HUNTING
Despite legal protection in Indonesia since 1931, orangutans are still captured from the wild and kept in households as status symbols. In some areas orangutans are hunted for food. Investigations by TRAFFIC, the global wildlife monitoring network, shows that lack of law enforcement against this illegal trafficking poses a serious threat to orangutans. Females give birth to just one infant at a time every eight or nine years, making their populations very susceptible to even very low levels of hunting.

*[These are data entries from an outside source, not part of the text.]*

//! `Matrix` — a two-dimensional matrix of reals.
//!
//! A thin newtype around `nalgebra::DMatrix<f64>` exposing the ordinary
//! matrix-algebra surface: construction, indexing, arithmetic,
//! transpose, determinant, inverse, trace.  Binary operations check
//! dimensions and return `Result` instead of panicking.

use nalgebra::DMatrix;
use st_core::errors::{Error, Result};
use st_core::Real;
use std::ops::{Index, IndexMut};

/// A dynamically-sized 2D matrix of `Real` values (row-major access,
/// 0-indexed).
#[derive(Debug, Clone, PartialEq)]
pub struct Matrix(DMatrix<Real>);

impl Matrix {
    /// Create a zero-filled `rows × cols` matrix.
    pub fn zeros(rows: usize, cols: usize) -> Self {
        Self(DMatrix::zeros(rows, cols))
    }

    /// Create an identity matrix of size `n × n`.
    pub fn identity(n: usize) -> Self {
        Self(DMatrix::identity(n, n))
    }

    /// Create from a row-major data slice.
    ///
    /// Returns an error if `data.len() != rows * cols`.
    pub fn from_rows(rows: usize, cols: usize, data: &[Real]) -> Result<Self> {
        if data.len() != rows * cols {
            return Err(Error::InvalidParameter(format!(
                "expected {} elements for a {rows}x{cols} matrix, got {}",
                rows * cols,
                data.len()
            )));
        }
        Ok(Self(DMatrix::from_row_slice(rows, cols, data)))
    }

    /// Number of rows.
    pub fn rows(&self) -> usize {
        self.0.nrows()
    }

    /// Number of columns.
    pub fn cols(&self) -> usize {
        self.0.ncols()
    }

    /// Return `true` if the matrix is square.
    pub fn is_square(&self) -> bool {
        self.0.nrows() == self.0.ncols()
    }

    fn check_same_shape(&self, other: &Matrix) -> Result<()> {
        if self.rows() != other.rows() || self.cols() != other.cols() {
            return Err(Error::DimensionMismatch {
                left_rows: self.rows(),
                left_cols: self.cols(),
                right_rows: other.rows(),
                right_cols: other.cols(),
            });
        }
        Ok(())
    }

    /// Element-wise sum.
    pub fn add(&self, other: &Matrix) -> Result<Matrix> {
        self.check_same_shape(other)?;
        Ok(Self(&self.0 + &other.0))
    }

    /// Element-wise difference.
    pub fn sub(&self, other: &Matrix) -> Result<Matrix> {
        self.check_same_shape(other)?;
        Ok(Self(&self.0 - &other.0))
    }

    /// Multiply every element by a scalar.
    pub fn scale(&self, factor: Real) -> Matrix {
        Self(&self.0 * factor)
    }

    /// Matrix product `self · other`.
    ///
    /// Requires `self.cols() == other.rows()`.
    pub fn mul(&self, other: &Matrix) -> Result<Matrix> {
        if self.cols() != other.rows() {
            return Err(Error::DimensionMismatch {
                left_rows: self.rows(),
                left_cols: self.cols(),
                right_rows: other.rows(),
                right_cols: other.cols(),
            });
        }
        Ok(Self(&self.0 * &other.0))
    }

    /// Transpose.
    pub fn transpose(&self) -> Matrix {
        Self(self.0.transpose())
    }

    /// Determinant.  Errors on a non-square matrix.
    pub fn determinant(&self) -> Result<Real> {
        if !self.is_square() {
            return Err(Error::Precondition(format!(
                "determinant requires a square matrix, got {}x{}",
                self.rows(),
                self.cols()
            )));
        }
        Ok(self.0.determinant())
    }

    /// Inverse.  Errors on a non-square or singular matrix.
    pub fn inverse(&self) -> Result<Matrix> {
        if !self.is_square() {
            return Err(Error::Precondition(format!(
                "inverse requires a square matrix, got {}x{}",
                self.rows(),
                self.cols()
            )));
        }
        self.0
            .clone()
            .try_inverse()
            .map(Self)
            .ok_or_else(|| Error::Runtime("matrix is singular".into()))
    }

    /// Trace (sum of diagonal elements).  Errors on a non-square
    /// matrix.
    pub fn trace(&self) -> Result<Real> {
        if !self.is_square() {
            return Err(Error::Precondition(format!(
                "trace requires a square matrix, got {}x{}",
                self.rows(),
                self.cols()
            )));
        }
        Ok(self.0.trace())
    }

    /// Extract a row as a vector.
    pub fn row(&self, i: usize) -> Vec<Real> {
        self.0.row(i).iter().copied().collect()
    }

    /// Borrow the inner `DMatrix`.
    pub fn inner(&self) -> &DMatrix<Real> {
        &self.0
    }
}

impl Index<(usize, usize)> for Matrix {
    type Output = Real;

    fn index(&self, (i, j): (usize, usize)) -> &Real {
        &self.0[(i, j)]
    }
}

impl IndexMut<(usize, usize)> for Matrix {
    fn index_mut(&mut self, (i, j): (usize, usize)) -> &mut Real {
        &mut self.0[(i, j)]
    }
}

#[cfg(test)]
mod tests {
    use super::*;

    fn sample() -> Matrix {
        Matrix::from_rows(2, 2, &[1.0, 2.0, 3.0, 4.0]).unwrap()
    }

    #[test]
    fn construction_checks_length() {
        assert!(Matrix::from_rows(2, 2, &[1.0, 2.0, 3.0]).is_err());
    }

    #[test]
    fn indexing_is_row_major() {
        let m = sample();
        assert_eq!(m[(0, 1)], 2.0);
        assert_eq!(m[(1, 0)], 3.0);
    }

    #[test]
    fn add_and_sub() {
        let m = sample();
        let sum = m.add(&m).unwrap();
        assert_eq!(sum[(1, 1)], 8.0);
        let diff = sum.sub(&m).unwrap();
        assert_eq!(diff, m);
    }

    #[test]
    fn dimension_mismatch_reported() {
        let m = sample();
        let other = Matrix::zeros(3, 2);
        assert!(matches!(
            m.add(&other),
            Err(Error::DimensionMismatch { .. })
        ));
        assert!(m.mul(&Matrix::zeros(3, 3)).is_err());
    }

    #[test]
    fn multiplication() {
        let m = sample();
        let id = Matrix::identity(2);
        assert_eq!(m.mul(&id).unwrap(), m);
        let prod = m.mul(&m).unwrap();
        assert_eq!(prod[(0, 0)], 7.0);
        assert_eq!(prod[(0, 1)], 10.0);
        assert_eq!(prod[(1, 0)], 15.0);
        assert_eq!(prod[(1, 1)], 22.0);
    }

    #[test]
    fn determinant_and_inverse() {
        let m = sample();
        assert!((m.determinant().unwrap() - -2.0).abs() < 1e-12);
        let inv = m.inverse().unwrap();
        let id = m.mul(&inv).unwrap();
        assert!((id[(0, 0)] - 1.0).abs() < 1e-12);
        assert!(id[(0, 1)].abs() < 1e-12);
    }

    #[test]
    fn singular_matrix_has_no_inverse() {
        let m = Matrix::from_rows(2, 2, &[1.0, 2.0, 2.0, 4.0]).unwrap();
        assert!(m.inverse().is_err());
    }

    #[test]
    fn non_square_operations_error() {
        let m = Matrix::zeros(2, 3);
        assert!(m.determinant().is_err());
        assert!(m.inverse().is_err());
        assert!(m.trace().is_err());
    }

    #[test]
    fn transpose_and_trace() {
        let m = sample();
        let t = m.transpose();
        assert_eq!(t[(0, 1)], 3.0);
        assert_eq!(m.trace().unwrap(), 5.0);
    }
}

Experts estimate that even as little as 1% of females lost each year through hunting or other unnatural causes could put a population on an irreversible trajectory to extinction.
HABITAT LOSS
Orangutan habitat in north Sumatra is being lost at an extremely high rate, mainly due to fire and conversion of forests to oil palm plantations and other agricultural development. This species depends on high-quality forests. Widespread forest fires, many set deliberately to clear land for plantations, are becoming a regular disaster. Not only do fires destroy vast areas of orangutan habitat, but thousands of these slow-moving apes are thought to have burned to death, unable to escape the flames.
A plan to build a major road in northern Sumatra threatens one of the largest-remaining areas of the orangutan’s habitat. Not only will the road fragment the forest, but it will also open up access for illegal logging activities and human settlements. The project is progressing despite proof that conserving the region will help long-term sustainable development.